The human spine

Equilibrium ideas related to forces and torques can be applied to many parts of the human body, including the spine. If you bend your upper body over so it is horizontal that can put a great deal of stress on the lumbrosacral disk, the disk separating the lowest vertebra from the tailbone (the sacrum). If you're bending over to pick something up that's even worse.

Analyze this by treating the spine as a pivoted bar, or lever. There are essentially three forces acting on this bar:

The force of gravity, mg, acting on the upper body (this is about 65% of the body weight).
The tension in the back muscles. This can be considered as one force T that acts at an angle of about 12° to the horizontal when the upper body is horizontal.
The support force F from the tailbone, which also acts at a small angle measured from the horizontal.

Assume an equilibrium situation. Taking torques about the tailbone tells us that the torque from the vertical component of T must balance the torque from the force of gravity. T is applied about 10% further from the tailbone than the force of gravity is, so this gives:

T sinq * 1.1x = mg x

The components of the support force F can then be found by summing forces horizontally and vertically.

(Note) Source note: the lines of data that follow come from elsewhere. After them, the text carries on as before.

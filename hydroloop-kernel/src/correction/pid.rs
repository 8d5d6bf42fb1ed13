//! Zoned adaptive PID used to size pH/EC corrections.
//!
//! The controller only talks to [`AdaptivePid`] / [`PidFactory`]; [`ZonedPid`]
//! is the implementation wired by default.

use crate::models::{CorrectionType, PidZone};
use serde::{Deserialize, Serialize};

/// Persisted part of a PID, restored when a controller restarts.
#[derive(Debug, Clone, PartialEq, Serialize, Deserialize)]
pub struct PidState {
    pub zone: PidZone,
    pub integral: f64,
    pub prev_error: f64,
    pub setpoint: f64,
}

/// PID engine consumed by the correction controller.
///
/// `dt` passed to [`AdaptivePid::compute`] is always `max(1.0, now - last_tick)`
/// in seconds, measured per zone on a monotonic clock. The floor keeps the
/// derivative term bounded on rapid successive calls; implementations may
/// rely on `dt >= 1.0`.
pub trait AdaptivePid: Send {
    /// Returns the correction magnitude (ml). `0.0` means nothing to do.
    fn compute(&mut self, current: f64, dt: f64) -> f64;

    /// Gain region selected by the last `compute` call.
    fn zone(&self) -> PidZone;

    fn update_setpoint(&mut self, setpoint: f64);

    fn state(&self) -> PidState;

    fn restore(&mut self, state: &PidState);
}

pub trait PidFactory: Send + Sync {
    fn create(&self, zone_id: i64, correction_type: CorrectionType, setpoint: f64) -> Box<dyn AdaptivePid>;
}

#[derive(Debug, Clone, Copy, PartialEq, Serialize, Deserialize)]
pub struct Gains {
    pub kp: f64,
    pub ki: f64,
    pub kd: f64,
}

#[derive(Debug, Clone, PartialEq, Serialize, Deserialize)]
pub struct ZonedPidConfig {
    /// |error| at or below this is the DEAD region (no output).
    pub dead_threshold: f64,
    /// |error| at or below this (and above dead) uses `close` gains.
    pub close_threshold: f64,
    pub close: Gains,
    pub far: Gains,
    pub max_output: f64,
    pub max_integral: f64,
    /// Minimum accumulated time between two non-zero outputs.
    pub min_interval_secs: f64,
}

impl ZonedPidConfig {
    pub fn for_type(correction_type: CorrectionType) -> Self {
        match correction_type {
            CorrectionType::Ph => Self {
                dead_threshold: 0.05,
                close_threshold: 0.3,
                close: Gains { kp: 10.0, ki: 0.01, kd: 0.0 },
                far: Gains { kp: 12.0, ki: 0.02, kd: 0.5 },
                max_output: 20.0,
                max_integral: 100.0,
                min_interval_secs: 60.0,
            },
            CorrectionType::Ec => Self {
                dead_threshold: 0.05,
                close_threshold: 0.3,
                close: Gains { kp: 60.0, ki: 0.05, kd: 0.0 },
                far: Gains { kp: 100.0, ki: 0.1, kd: 1.0 },
                max_output: 100.0,
                max_integral: 500.0,
                min_interval_secs: 60.0,
            },
        }
    }
}

/// Three-region PID with anti-windup and minimum-interval gating.
///
/// Error is `current - setpoint`; the returned magnitude is `|output|`
/// clamped to `max_output`. Direction is decided by the caller.
pub struct ZonedPid {
    config: ZonedPidConfig,
    setpoint: f64,
    integral: f64,
    prev_error: f64,
    zone: PidZone,
    since_last_output: f64,
}

impl ZonedPid {
    pub fn new(config: ZonedPidConfig, setpoint: f64) -> Self {
        // first non-zero output is never gated
        let since_last_output = config.min_interval_secs;
        Self {
            config,
            setpoint,
            integral: 0.0,
            prev_error: 0.0,
            zone: PidZone::Dead,
            since_last_output,
        }
    }

    fn select_zone(&self, error: f64) -> PidZone {
        let magnitude = error.abs();
        if magnitude <= self.config.dead_threshold {
            PidZone::Dead
        } else if magnitude <= self.config.close_threshold {
            PidZone::Close
        } else {
            PidZone::Far
        }
    }

    pub fn reset(&mut self) {
        self.integral = 0.0;
        self.prev_error = 0.0;
        self.zone = PidZone::Dead;
    }
}

impl AdaptivePid for ZonedPid {
    fn compute(&mut self, current: f64, dt: f64) -> f64 {
        let dt = dt.max(1.0);
        let error = current - self.setpoint;
        self.zone = self.select_zone(error);
        self.since_last_output += dt;

        let gains = match self.zone {
            PidZone::Dead => {
                self.prev_error = error;
                return 0.0;
            }
            PidZone::Close => self.config.close,
            PidZone::Far => self.config.far,
        };

        let p = gains.kp * error;

        let prev_integral = self.integral;
        self.integral = (prev_integral + error * dt).clamp(-self.config.max_integral, self.config.max_integral);
        let i = gains.ki * self.integral;

        let d = gains.kd * (error - self.prev_error) / dt;
        self.prev_error = error;

        let raw = p + i + d;
        let output = raw.clamp(-self.config.max_output, self.config.max_output);

        // Anti-windup: if output is saturated, keep the previous integral
        if raw != output {
            self.integral = prev_integral;
        }

        if self.since_last_output < self.config.min_interval_secs {
            return 0.0;
        }

        let magnitude = output.abs();
        if magnitude > 0.0 {
            self.since_last_output = 0.0;
        }
        magnitude
    }

    fn zone(&self) -> PidZone {
        self.zone
    }

    fn update_setpoint(&mut self, setpoint: f64) {
        self.setpoint = setpoint;
    }

    fn state(&self) -> PidState {
        PidState {
            zone: self.zone,
            integral: self.integral,
            prev_error: self.prev_error,
            setpoint: self.setpoint,
        }
    }

    fn restore(&mut self, state: &PidState) {
        self.zone = state.zone;
        self.integral = state.integral.clamp(-self.config.max_integral, self.config.max_integral);
        self.prev_error = state.prev_error;
    }
}

/// Builds one [`ZonedPid`] per `(zone, type)` from per-type configs.
#[derive(Debug, Clone)]
pub struct ZonedPidFactory {
    pub ph: ZonedPidConfig,
    pub ec: ZonedPidConfig,
}

impl Default for ZonedPidFactory {
    fn default() -> Self {
        Self {
            ph: ZonedPidConfig::for_type(CorrectionType::Ph),
            ec: ZonedPidConfig::for_type(CorrectionType::Ec),
        }
    }
}

impl PidFactory for ZonedPidFactory {
    fn create(&self, zone_id: i64, correction_type: CorrectionType, setpoint: f64) -> Box<dyn AdaptivePid> {
        let config = match correction_type {
            CorrectionType::Ph => self.ph.clone(),
            CorrectionType::Ec => self.ec.clone(),
        };
        tracing::debug!(zone_id, %correction_type, setpoint, "creating PID");
        Box::new(ZonedPid::new(config, setpoint))
    }
}

#[cfg(test)]
mod tests {
    use super::*;

    fn config() -> ZonedPidConfig {
        ZonedPidConfig {
            dead_threshold: 0.05,
            close_threshold: 0.3,
            close: Gains { kp: 10.0, ki: 0.0, kd: 0.0 },
            far: Gains { kp: 20.0, ki: 0.0, kd: 0.0 },
            max_output: 50.0,
            max_integral: 10.0,
            min_interval_secs: 0.0,
        }
    }

    #[test]
    fn zone_follows_error_magnitude() {
        let mut pid = ZonedPid::new(config(), 6.5);
        assert_eq!(pid.compute(6.52, 1.0), 0.0);
        assert_eq!(pid.zone(), PidZone::Dead);

        let out = pid.compute(6.7, 1.0);
        assert_eq!(pid.zone(), PidZone::Close);
        assert!((out - 2.0).abs() < 1e-9);

        let out = pid.compute(6.0, 1.0);
        assert_eq!(pid.zone(), PidZone::Far);
        assert!((out - 10.0).abs() < 1e-9);
    }

    #[test]
    fn output_is_clamped_and_integral_does_not_wind_up() {
        let mut cfg = config();
        cfg.far = Gains { kp: 100.0, ki: 1.0, kd: 0.0 };
        let mut pid = ZonedPid::new(cfg, 1.8);

        for _ in 0..5 {
            let out = pid.compute(0.8, 10.0);
            assert_eq!(out, 50.0);
        }
        assert_eq!(pid.state().integral, 0.0);
    }

    #[test]
    fn saturation_keeps_integral_even_when_clamped() {
        let mut cfg = config();
        cfg.far = Gains { kp: 100.0, ki: 1.0, kd: 0.0 };
        let mut pid = ZonedPid::new(cfg, 1.8);
        pid.restore(&PidState { zone: PidZone::Far, integral: -8.0, prev_error: -1.0, setpoint: 1.8 });

        assert_eq!(pid.compute(0.8, 10.0), 50.0);
        assert_eq!(pid.state().integral, -8.0);
    }

    #[test]
    fn min_interval_gates_consecutive_outputs() {
        let mut cfg = config();
        cfg.min_interval_secs = 30.0;
        let mut pid = ZonedPid::new(cfg, 6.5);

        assert!(pid.compute(6.8, 1.0) > 0.0);
        assert_eq!(pid.compute(6.8, 10.0), 0.0);
        assert_eq!(pid.compute(6.8, 10.0), 0.0);
        assert!(pid.compute(6.8, 10.0) > 0.0);
    }

    #[test]
    fn restore_keeps_integral_within_bounds() {
        let mut pid = ZonedPid::new(config(), 6.5);
        pid.restore(&PidState { zone: PidZone::Far, integral: 99.0, prev_error: 0.4, setpoint: 6.0 });
        let state = pid.state();
        assert_eq!(state.integral, 10.0);
        assert_eq!(state.zone, PidZone::Far);
        assert_eq!(state.setpoint, 6.5);
    }

    #[test]
    fn dt_below_one_second_is_floored() {
        let mut cfg = config();
        cfg.close = Gains { kp: 0.0, ki: 0.0, kd: 1.0 };
        let mut pid = ZonedPid::new(cfg, 6.5);
        pid.compute(6.6, 1.0);
        let out = pid.compute(6.7, 0.001);
        assert!((out - 0.1).abs() < 1e-9);
    }
}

For a person with a mass of 60 kg (therefore a weight of about 0.65*600 = 390 N as mg for the upper body), T and F both work out to around 1700 N.

If you pick something up with your arms these forces are even larger. Picking up something with a weight of 100 N, for instance, increases both of the T and F forces by about 600 N!

The moral of the story: bend your legs instead of your back. Picking up a 100 N bag of groceries by bending at the knee and keeping the back vertical produces a force of about 500 N on the bottom disk in the spine. The force is 4-5 times larger if you bend your back instead.